Some of you might be thinking: what’s the big deal? So you pay extra or you move some stuff around.

No, hurdles are personalized. This was my Big Hurdle, maybe not yours. You may have problems going to live in an unknown big city all by yourself for a month, but that’s a blip for me. My Big Hurdle was facing an airline agent with a suitcase to be weighed. It kept me up at night.


My other sister said, “Mail stuff.” I had already been that route. Canada Post, even with its lovely pink mailboxes all around town, cost A LOT. It took me $30 to mail a 1-pound picture book to a friend. A woman I met said there’s a service called Chit Chats; they drive your stuff across the border and mail it in the U.S. for way cheaper. My sister said, “Use Chit Chats.” Uh, oh, new thing, new thing! That’s another hurdle alert!

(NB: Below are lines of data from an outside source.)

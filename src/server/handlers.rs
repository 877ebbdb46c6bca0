//! HTTP handlers for employee operations
//!
//! Each handler parses its inputs, calls one [`EmployeeService`] operation
//! and formats the result. Extractor rejections are taken as `Result` values
//! and turned into `ApiError` so every failure shares one response shape.

use axum::{
    Json,
    extract::{
        Path, Query, State,
        rejection::{JsonRejection, PathRejection, QueryRejection},
    },
    http::{StatusCode, header},
    response::{IntoResponse, Response},
};
use serde::Deserialize;
use serde_json::Value;
use std::sync::Arc;

use crate::core::error::Result;
use crate::core::{
    Employee, EmployeeFields, EmployeeId, EmployeePatch, EmployeeQuery, EmployeeService,
};

/// Base path of every employee route
pub const EMPLOYEES_PATH: &str = "/api/employees";

/// Application state shared across handlers
#[derive(Clone)]
pub struct AppState {
    pub service: Arc<dyn EmployeeService>,
}

impl AppState {
    pub fn new(service: Arc<dyn EmployeeService>) -> Self {
        Self { service }
    }
}

/// `?id=` on lookups and updates
#[derive(Debug, Deserialize)]
pub struct IdQuery {
    pub id: EmployeeId,
}

/// Patch body keyed by `Name`, `Email` and `Phone`
///
/// Keys are matched exactly. Values that are not JSON strings are dropped,
/// as are unknown keys.
#[derive(Debug, Default, Deserialize)]
pub struct UntypedPatchBody {
    #[serde(rename = "Name", default, deserialize_with = "text_only")]
    pub name: Option<String>,
    #[serde(rename = "Email", default, deserialize_with = "text_only")]
    pub email: Option<String>,
    #[serde(rename = "Phone", default, deserialize_with = "text_only")]
    pub phone: Option<String>,
}

fn text_only<'de, D>(deserializer: D) -> std::result::Result<Option<String>, D::Error>
where
    D: serde::Deserializer<'de>,
{
    Ok(match Value::deserialize(deserializer)? {
        Value::String(s) => Some(s),
        _ => None,
    })
}

impl From<UntypedPatchBody> for EmployeePatch {
    fn from(body: UntypedPatchBody) -> Self {
        Self {
            name: body.name,
            email: body.email,
            phone: body.phone,
        }
    }
}

/// Where a created record can be fetched
pub fn location_of(id: EmployeeId) -> String {
    format!("{}/route/{}", EMPLOYEES_PATH, id)
}

fn created(employee: Employee) -> Response {
    (
        StatusCode::CREATED,
        [(header::LOCATION, location_of(employee.id))],
        Json(employee),
    )
        .into_response()
}

/// GET /api/employees/all
pub async fn list_all(State(state): State<AppState>) -> Result<Json<Vec<Employee>>> {
    Ok(Json(state.service.list_all().await?))
}

/// GET /api/employees/query-by-id?id={id}
pub async fn get_by_query(
    State(state): State<AppState>,
    query: std::result::Result<Query<IdQuery>, QueryRejection>,
) -> Result<Json<Employee>> {
    let Query(IdQuery { id }) = query?;
    Ok(Json(state.service.get_by_id(id).await?))
}

/// GET /api/employees/route/{id}
pub async fn get_by_route(
    State(state): State<AppState>,
    path: std::result::Result<Path<EmployeeId>, PathRejection>,
) -> Result<Json<Employee>> {
    let Path(id) = path?;
    Ok(Json(state.service.get_by_id(id).await?))
}

/// POST /api/employees/query?name=..&surname=..&dateOfBirth=..
pub async fn create_from_query(
    State(state): State<AppState>,
    fields: std::result::Result<Query<EmployeeFields>, QueryRejection>,
) -> Result<Response> {
    let Query(fields) = fields?;
    Ok(created(state.service.create(fields).await?))
}

/// POST /api/employees/body
pub async fn create_from_body(
    State(state): State<AppState>,
    fields: std::result::Result<Json<EmployeeFields>, JsonRejection>,
) -> Result<Response> {
    let Json(fields) = fields?;
    Ok(created(state.service.create(fields).await?))
}

/// PUT /api/employees/query?id={id}&name=..
pub async fn replace_from_query(
    State(state): State<AppState>,
    id: std::result::Result<Query<IdQuery>, QueryRejection>,
    fields: std::result::Result<Query<EmployeeFields>, QueryRejection>,
) -> Result<Json<Employee>> {
    let Query(IdQuery { id }) = id?;
    let Query(fields) = fields?;
    Ok(Json(state.service.replace(id, fields).await?))
}

/// PUT /api/employees/body?id={id}
pub async fn replace_from_body(
    State(state): State<AppState>,
    id: std::result::Result<Query<IdQuery>, QueryRejection>,
    fields: std::result::Result<Json<EmployeeFields>, JsonRejection>,
) -> Result<Json<Employee>> {
    let Query(IdQuery { id }) = id?;
    let Json(fields) = fields?;
    Ok(Json(state.service.replace(id, fields).await?))
}

/// PATCH /api/employees/query?id={id}&name=..&email=..&phone=..
pub async fn patch_from_query(
    State(state): State<AppState>,
    id: std::result::Result<Query<IdQuery>, QueryRejection>,
    patch: std::result::Result<Query<EmployeePatch>, QueryRejection>,
) -> Result<Json<Employee>> {
    let Query(IdQuery { id }) = id?;
    let Query(patch) = patch?;
    Ok(Json(state.service.partial_update_validated(id, patch).await?))
}

/// PATCH /api/employees/body?id={id}
pub async fn patch_from_body(
    State(state): State<AppState>,
    id: std::result::Result<Query<IdQuery>, QueryRejection>,
    body: std::result::Result<Json<UntypedPatchBody>, JsonRejection>,
) -> Result<Json<Employee>> {
    let Query(IdQuery { id }) = id?;
    let Json(body) = body?;
    Ok(Json(
        state.service.partial_update_untyped(id, body.into()).await?,
    ))
}

/// GET /api/employees/list-filtered?name=..&sortField=..&sortOrder=..
pub async fn list_filtered(
    State(state): State<AppState>,
    query: std::result::Result<Query<EmployeeQuery>, QueryRejection>,
) -> Result<Json<Vec<Employee>>> {
    let Query(query) = query?;
    Ok(Json(state.service.filter_sort(&query).await?))
}
//! Employee record model
//!
//! Three shapes of the same entity live here:
//!
//! - [`Employee`]: a stored record, always carrying an id
//! - [`EmployeeFields`]: a candidate field set coming from a request, not yet validated
//! - [`EmployeePatch`]: the subset of fields a partial update may touch

use chrono::NaiveDate;
use serde::{Deserialize, Serialize};

/// Identifier assigned by the store
pub type EmployeeId = i32;

/// A stored employee record
#[derive(Debug, Clone, PartialEq, Eq, Serialize, Deserialize)]
#[serde(rename_all = "camelCase")]
pub struct Employee {
    pub id: EmployeeId,
    pub name: String,
    pub surname: String,
    pub email: String,
    pub phone: String,
    pub address: String,
    pub age: i32,
    #[serde(with = "date_format")]
    pub date_of_birth: NaiveDate,
}

impl Employee {
    /// Create a record from fields that already passed validation
    pub fn new(id: EmployeeId, fields: ValidatedFields) -> Self {
        let ValidatedFields {
            name,
            surname,
            email,
            phone,
            address,
            age,
            date_of_birth,
        } = fields;

        Self {
            id,
            name,
            surname,
            email,
            phone,
            address,
            age,
            date_of_birth,
        }
    }

    /// Overwrite every field except the id
    pub fn replace_with(&mut self, fields: ValidatedFields) {
        let id = self.id;
        *self = Self::new(id, fields);
    }

    /// Overwrite each field the patch carries, leaving the others alone
    ///
    /// No validation happens here; callers decide which values reach this point.
    pub fn apply_patch(&mut self, patch: EmployeePatch) {
        if let Some(name) = patch.name {
            self.name = name;
        }
        if let Some(email) = patch.email {
            self.email = email;
        }
        if let Some(phone) = patch.phone {
            self.phone = phone;
        }
    }
}

/// Candidate field set for create and replace
///
/// Every field is optional on the wire. Missing text becomes empty and a
/// missing age becomes zero so the validator reports them as required
/// instead of the request failing to parse. Keys are read in camelCase or
/// PascalCase.
#[derive(Debug, Clone, Default, PartialEq, Eq, Serialize, Deserialize)]
#[serde(rename_all = "camelCase", default)]
pub struct EmployeeFields {
    #[serde(alias = "Name")]
    pub name: String,
    #[serde(alias = "Surname")]
    pub surname: String,
    #[serde(alias = "Email")]
    pub email: String,
    #[serde(alias = "Phone")]
    pub phone: String,
    #[serde(alias = "Address")]
    pub address: String,
    #[serde(alias = "Age")]
    pub age: i32,
    #[serde(
        alias = "DateOfBirth",
        with = "date_format::option",
        skip_serializing_if = "Option::is_none"
    )]
    pub date_of_birth: Option<NaiveDate>,
}

/// Field set that passed the validator
///
/// Only `EmployeeValidator::check` builds one, so holding it means every
/// rule was satisfied at check time.
#[derive(Debug, Clone, PartialEq, Eq)]
pub struct ValidatedFields {
    pub(crate) name: String,
    pub(crate) surname: String,
    pub(crate) email: String,
    pub(crate) phone: String,
    pub(crate) address: String,
    pub(crate) age: i32,
    pub(crate) date_of_birth: NaiveDate,
}

/// Partial update of name, email and phone
///
/// `None` means "not supplied". `Some(String::new())` is an explicit empty
/// value, which the two partial update paths treat differently.
#[derive(Debug, Clone, Default, PartialEq, Eq, Deserialize)]
#[serde(default)]
pub struct EmployeePatch {
    pub name: Option<String>,
    pub email: Option<String>,
    pub phone: Option<String>,
}

impl EmployeePatch {
    /// Drop supplied values that are empty strings
    pub fn non_empty(self) -> Self {
        let keep = |value: Option<String>| value.filter(|v| !v.is_empty());

        Self {
            name: keep(self.name),
            email: keep(self.email),
            phone: keep(self.phone),
        }
    }

    /// Whether the patch would change nothing
    pub fn is_empty(&self) -> bool {
        self.name.is_none() && self.email.is_none() && self.phone.is_none()
    }
}

/// Serde helpers for the date of birth
///
/// Dates are written as `YYYY-MM-DD`. On input a full date-time
/// (`2000-05-15T00:00:00`, with or without an offset) is also accepted and
/// truncated to its date.
pub mod date_format {
    use chrono::{DateTime, NaiveDate, NaiveDateTime};
    use serde::{Deserialize, Deserializer, Serializer, de::Error};

    const FORMAT: &str = "%Y-%m-%d";

    pub fn parse(raw: &str) -> Option<NaiveDate> {
        let raw = raw.trim();
        NaiveDate::parse_from_str(raw, FORMAT)
            .ok()
            .or_else(|| raw.parse::<NaiveDateTime>().ok().map(|dt| dt.date()))
            .or_else(|| {
                DateTime::parse_from_rfc3339(raw)
                    .ok()
                    .map(|dt| dt.date_naive())
            })
    }

    pub fn serialize<S: Serializer>(date: &NaiveDate, serializer: S) -> Result<S::Ok, S::Error> {
        serializer.serialize_str(&date.format(FORMAT).to_string())
    }

    pub fn deserialize<'de, D: Deserializer<'de>>(deserializer: D) -> Result<NaiveDate, D::Error> {
        let raw = String::deserialize(deserializer)?;
        parse(&raw).ok_or_else(|| D::Error::custom(format!("invalid date '{}'", raw)))
    }

    pub mod option {
        use chrono::NaiveDate;
        use serde::{Deserialize, Deserializer, Serializer, de::Error};

        pub fn serialize<S: Serializer>(
            date: &Option<NaiveDate>,
            serializer: S,
        ) -> Result<S::Ok, S::Error> {
            match date {
                Some(date) => super::serialize(date, serializer),
                None => serializer.serialize_none(),
            }
        }

        pub fn deserialize<'de, D: Deserializer<'de>>(
            deserializer: D,
        ) -> Result<Option<NaiveDate>, D::Error> {
            match Option::<String>::deserialize(deserializer)? {
                None => Ok(None),
                Some(raw) if raw.trim().is_empty() => Ok(None),
                Some(raw) => super::parse(&raw)
                    .map(Some)
                    .ok_or_else(|| D::Error::custom(format!("invalid date '{}'", raw))),
            }
        }
    }
}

When I think of my Urban Infusion months, I think of my first time using a borrowed cell phone, my first time using VRBO and Airbnb, my first time using Lyft, my first time not knowing my geography, my first time all alone; and they were harrowing. But they were low hurdles and I made it over. Once you make it over, hurdles become blips; but they still start out as hurdles.

Chit Chats was a hurdle.

So I prepared: I isolated my paper products in a bag inside the suitcase, so if it was too heavy, I could move it to carry-on. I chickened out and left the culinary magazines behind in the apartment. I departed the apartment a hurdle-fearing nervous wreck.
  1. The right kind of 65-Parliament bus came.
     
  2. As I approached the stairs of the subway, a man reached out, grabbed my suitcase, and took it down the stairs.
     
  3. At the airport, I mustered my courage and thought, “Project confidence. Be friendly, and she’ll let your overweight bag on.” I slid the suitcase on the scale: 47 pounds exactly.
Sigh.

Monday, April 29, 2019

What Taxes Buy

Buying anything in Toronto comes with a moment of surprise. I think I’m paying $2 to scan my artwork, but the clerk turns to me and says, “$2.26.” I ready $3 to pay for my $2.99 beverage, and the clerk says, “$3.42,” and then I have to fuss around in my wallet again.

It’s called tax, something tax-less Alaskans are not used to.

Now I’m going to describe a sample day – yesterday – in Toronto. First, I walk out to catch the 506 streetcar on the corner. Within a minute, it shows up. There are seats available – red plush upholstered seats – and I can tell when my stop comes up because the recorded announcement is clear and the sign showing “next stop” works at the front.


[This was so shocking at first: in New York City, the public recorded announcements sound like this: “ssshhhhXXXchchchhsssdsttt.” Here they say, “The next stop is Yonge Street, College Station subway.”]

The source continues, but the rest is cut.